**Task objective**
For the records below, report how many lines include "ResponseFormat", with no accompanying text.

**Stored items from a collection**
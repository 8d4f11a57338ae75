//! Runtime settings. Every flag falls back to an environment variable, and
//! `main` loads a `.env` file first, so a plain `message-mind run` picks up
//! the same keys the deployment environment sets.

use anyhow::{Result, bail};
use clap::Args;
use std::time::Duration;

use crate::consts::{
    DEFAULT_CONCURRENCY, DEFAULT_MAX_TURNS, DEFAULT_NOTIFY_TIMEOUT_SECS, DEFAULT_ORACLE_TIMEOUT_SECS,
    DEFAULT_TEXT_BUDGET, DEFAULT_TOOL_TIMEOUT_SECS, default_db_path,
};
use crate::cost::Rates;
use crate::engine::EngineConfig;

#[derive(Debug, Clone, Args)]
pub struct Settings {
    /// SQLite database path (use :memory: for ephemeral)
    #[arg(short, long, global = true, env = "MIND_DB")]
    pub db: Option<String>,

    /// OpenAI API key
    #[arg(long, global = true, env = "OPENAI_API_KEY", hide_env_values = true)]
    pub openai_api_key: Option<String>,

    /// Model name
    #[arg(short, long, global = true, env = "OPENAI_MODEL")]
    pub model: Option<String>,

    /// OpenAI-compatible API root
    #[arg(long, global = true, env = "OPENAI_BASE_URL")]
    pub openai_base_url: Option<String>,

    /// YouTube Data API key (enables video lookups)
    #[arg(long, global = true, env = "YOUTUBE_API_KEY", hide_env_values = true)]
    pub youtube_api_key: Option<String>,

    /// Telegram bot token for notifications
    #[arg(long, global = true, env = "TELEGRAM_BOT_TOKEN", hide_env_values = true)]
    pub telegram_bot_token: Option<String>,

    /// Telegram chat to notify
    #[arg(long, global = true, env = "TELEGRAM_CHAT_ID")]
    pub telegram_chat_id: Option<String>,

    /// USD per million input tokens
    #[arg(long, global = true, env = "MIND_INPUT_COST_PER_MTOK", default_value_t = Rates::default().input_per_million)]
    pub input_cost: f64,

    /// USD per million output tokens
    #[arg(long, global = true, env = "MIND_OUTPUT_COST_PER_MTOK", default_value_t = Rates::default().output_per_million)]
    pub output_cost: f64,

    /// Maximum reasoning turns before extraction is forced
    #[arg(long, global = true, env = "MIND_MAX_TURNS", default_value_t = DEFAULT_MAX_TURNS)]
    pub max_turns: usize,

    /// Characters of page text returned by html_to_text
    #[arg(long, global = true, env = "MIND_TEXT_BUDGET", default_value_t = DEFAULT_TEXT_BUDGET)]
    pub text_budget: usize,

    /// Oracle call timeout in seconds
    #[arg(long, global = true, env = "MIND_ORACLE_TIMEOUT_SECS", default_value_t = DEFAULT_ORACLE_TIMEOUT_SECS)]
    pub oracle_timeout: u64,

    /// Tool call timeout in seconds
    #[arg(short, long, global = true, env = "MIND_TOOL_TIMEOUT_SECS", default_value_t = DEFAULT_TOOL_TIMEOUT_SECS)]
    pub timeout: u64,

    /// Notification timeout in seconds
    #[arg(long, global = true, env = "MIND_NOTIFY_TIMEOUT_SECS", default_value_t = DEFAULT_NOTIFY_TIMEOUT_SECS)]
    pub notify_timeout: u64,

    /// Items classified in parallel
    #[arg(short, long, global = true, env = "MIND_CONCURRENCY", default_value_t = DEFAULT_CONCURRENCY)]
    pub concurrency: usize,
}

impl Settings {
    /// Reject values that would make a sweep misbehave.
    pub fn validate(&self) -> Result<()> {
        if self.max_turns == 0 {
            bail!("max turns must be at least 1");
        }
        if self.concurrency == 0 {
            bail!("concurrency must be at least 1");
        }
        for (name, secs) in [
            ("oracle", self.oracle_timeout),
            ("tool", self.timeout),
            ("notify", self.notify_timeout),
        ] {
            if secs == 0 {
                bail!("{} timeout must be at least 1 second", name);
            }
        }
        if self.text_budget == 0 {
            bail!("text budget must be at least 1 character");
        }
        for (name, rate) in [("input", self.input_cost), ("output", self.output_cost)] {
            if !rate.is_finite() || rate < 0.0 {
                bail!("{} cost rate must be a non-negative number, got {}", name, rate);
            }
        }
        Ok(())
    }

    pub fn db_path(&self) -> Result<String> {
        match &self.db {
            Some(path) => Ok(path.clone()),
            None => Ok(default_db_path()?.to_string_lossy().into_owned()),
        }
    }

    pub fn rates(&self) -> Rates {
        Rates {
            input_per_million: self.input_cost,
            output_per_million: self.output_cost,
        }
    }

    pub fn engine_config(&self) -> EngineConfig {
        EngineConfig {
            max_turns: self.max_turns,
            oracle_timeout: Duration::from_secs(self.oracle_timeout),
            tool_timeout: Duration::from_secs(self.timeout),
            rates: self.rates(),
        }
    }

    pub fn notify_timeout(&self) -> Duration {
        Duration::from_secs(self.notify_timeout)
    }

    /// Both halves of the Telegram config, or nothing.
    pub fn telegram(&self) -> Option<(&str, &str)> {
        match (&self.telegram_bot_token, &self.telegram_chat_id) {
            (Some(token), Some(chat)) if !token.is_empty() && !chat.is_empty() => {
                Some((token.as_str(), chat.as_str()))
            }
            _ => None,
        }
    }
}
...
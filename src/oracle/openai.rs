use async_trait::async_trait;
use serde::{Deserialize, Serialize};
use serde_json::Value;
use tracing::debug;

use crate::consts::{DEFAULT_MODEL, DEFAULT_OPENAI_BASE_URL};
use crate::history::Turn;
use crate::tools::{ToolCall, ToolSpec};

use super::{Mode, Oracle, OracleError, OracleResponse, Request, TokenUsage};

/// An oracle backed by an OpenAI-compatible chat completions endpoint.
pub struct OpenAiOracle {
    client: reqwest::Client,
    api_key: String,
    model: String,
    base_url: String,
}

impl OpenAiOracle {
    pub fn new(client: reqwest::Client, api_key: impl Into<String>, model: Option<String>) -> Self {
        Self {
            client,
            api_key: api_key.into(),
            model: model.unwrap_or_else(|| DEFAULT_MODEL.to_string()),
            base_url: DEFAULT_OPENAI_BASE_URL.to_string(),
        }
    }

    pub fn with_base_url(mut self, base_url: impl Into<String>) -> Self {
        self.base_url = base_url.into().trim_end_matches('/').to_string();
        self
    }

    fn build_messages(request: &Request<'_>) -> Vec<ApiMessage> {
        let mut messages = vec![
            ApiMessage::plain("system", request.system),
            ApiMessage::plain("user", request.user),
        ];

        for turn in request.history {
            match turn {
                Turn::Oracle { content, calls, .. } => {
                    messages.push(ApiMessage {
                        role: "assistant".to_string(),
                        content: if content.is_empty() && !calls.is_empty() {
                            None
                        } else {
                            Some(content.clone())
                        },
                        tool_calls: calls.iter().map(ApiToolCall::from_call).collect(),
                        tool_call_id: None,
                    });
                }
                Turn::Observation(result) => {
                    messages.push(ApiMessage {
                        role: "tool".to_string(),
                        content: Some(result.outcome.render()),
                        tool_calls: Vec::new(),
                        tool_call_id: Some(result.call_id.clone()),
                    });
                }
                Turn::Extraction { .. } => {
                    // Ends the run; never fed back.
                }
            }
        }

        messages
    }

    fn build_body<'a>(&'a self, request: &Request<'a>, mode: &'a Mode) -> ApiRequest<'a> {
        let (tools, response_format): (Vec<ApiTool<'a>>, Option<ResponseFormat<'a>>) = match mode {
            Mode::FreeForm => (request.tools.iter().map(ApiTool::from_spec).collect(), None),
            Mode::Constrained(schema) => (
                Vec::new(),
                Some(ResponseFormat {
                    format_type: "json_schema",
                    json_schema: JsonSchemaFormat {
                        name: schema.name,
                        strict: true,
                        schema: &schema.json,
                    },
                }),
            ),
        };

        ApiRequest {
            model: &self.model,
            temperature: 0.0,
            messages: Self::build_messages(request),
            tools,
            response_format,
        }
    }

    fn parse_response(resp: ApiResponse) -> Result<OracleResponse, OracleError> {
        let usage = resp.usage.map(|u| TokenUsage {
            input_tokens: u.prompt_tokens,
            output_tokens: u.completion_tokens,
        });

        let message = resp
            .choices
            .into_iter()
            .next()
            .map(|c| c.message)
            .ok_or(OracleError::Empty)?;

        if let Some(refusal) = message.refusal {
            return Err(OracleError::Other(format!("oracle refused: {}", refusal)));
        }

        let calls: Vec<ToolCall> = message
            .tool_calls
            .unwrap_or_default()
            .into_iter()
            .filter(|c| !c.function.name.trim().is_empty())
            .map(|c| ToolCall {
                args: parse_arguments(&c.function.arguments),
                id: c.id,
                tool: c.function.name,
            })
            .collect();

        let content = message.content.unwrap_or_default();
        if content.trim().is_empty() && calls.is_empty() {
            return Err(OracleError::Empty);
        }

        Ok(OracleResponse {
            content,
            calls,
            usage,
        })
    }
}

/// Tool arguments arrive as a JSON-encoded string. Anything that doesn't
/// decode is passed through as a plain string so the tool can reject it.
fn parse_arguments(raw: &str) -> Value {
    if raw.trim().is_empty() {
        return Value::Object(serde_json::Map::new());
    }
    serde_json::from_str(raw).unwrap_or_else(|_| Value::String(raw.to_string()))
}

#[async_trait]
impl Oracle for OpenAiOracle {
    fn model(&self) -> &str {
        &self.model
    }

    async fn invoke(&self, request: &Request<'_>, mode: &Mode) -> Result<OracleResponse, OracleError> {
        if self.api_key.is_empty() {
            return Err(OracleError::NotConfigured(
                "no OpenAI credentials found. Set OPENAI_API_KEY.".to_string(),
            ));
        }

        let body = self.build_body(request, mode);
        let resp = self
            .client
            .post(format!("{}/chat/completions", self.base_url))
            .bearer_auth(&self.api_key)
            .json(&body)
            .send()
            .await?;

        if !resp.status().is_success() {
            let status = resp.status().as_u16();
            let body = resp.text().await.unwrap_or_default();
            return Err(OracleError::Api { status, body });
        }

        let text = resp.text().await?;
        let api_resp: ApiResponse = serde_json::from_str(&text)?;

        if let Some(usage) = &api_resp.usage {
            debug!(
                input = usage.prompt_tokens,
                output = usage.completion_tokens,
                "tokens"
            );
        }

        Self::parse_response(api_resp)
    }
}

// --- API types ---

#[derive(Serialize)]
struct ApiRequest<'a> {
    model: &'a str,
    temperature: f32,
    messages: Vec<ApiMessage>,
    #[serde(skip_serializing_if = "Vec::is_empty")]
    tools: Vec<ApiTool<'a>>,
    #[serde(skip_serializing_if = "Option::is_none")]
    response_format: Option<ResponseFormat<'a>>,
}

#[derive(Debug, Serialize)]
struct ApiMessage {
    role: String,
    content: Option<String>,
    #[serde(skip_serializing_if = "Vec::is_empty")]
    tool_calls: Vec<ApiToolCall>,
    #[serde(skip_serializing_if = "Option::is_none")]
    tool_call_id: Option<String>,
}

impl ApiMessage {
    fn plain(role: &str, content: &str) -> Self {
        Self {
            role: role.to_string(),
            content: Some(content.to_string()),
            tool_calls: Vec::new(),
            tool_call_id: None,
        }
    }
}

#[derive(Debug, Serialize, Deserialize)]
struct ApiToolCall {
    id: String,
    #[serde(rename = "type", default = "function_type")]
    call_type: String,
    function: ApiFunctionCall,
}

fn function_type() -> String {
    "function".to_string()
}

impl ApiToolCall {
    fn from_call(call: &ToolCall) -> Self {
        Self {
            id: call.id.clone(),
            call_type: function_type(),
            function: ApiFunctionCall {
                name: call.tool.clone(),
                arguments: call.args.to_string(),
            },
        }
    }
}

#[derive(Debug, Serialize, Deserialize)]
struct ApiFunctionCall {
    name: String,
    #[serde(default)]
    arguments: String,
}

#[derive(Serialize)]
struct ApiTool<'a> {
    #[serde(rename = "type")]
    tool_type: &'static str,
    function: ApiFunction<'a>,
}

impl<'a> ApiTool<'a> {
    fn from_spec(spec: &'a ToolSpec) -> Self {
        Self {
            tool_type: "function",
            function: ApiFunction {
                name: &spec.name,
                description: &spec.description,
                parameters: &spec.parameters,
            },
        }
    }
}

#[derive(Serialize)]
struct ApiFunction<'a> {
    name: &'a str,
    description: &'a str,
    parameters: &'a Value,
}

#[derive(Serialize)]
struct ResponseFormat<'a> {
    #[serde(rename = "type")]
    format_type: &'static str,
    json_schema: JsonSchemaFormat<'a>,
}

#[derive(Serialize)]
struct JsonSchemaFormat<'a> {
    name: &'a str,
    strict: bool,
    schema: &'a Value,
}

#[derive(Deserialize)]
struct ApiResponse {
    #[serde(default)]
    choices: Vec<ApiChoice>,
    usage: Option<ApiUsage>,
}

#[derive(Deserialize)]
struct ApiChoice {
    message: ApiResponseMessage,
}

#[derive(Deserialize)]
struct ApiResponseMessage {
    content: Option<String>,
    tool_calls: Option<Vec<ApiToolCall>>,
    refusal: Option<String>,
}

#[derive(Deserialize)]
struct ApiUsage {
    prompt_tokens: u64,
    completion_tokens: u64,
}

**Response area**
4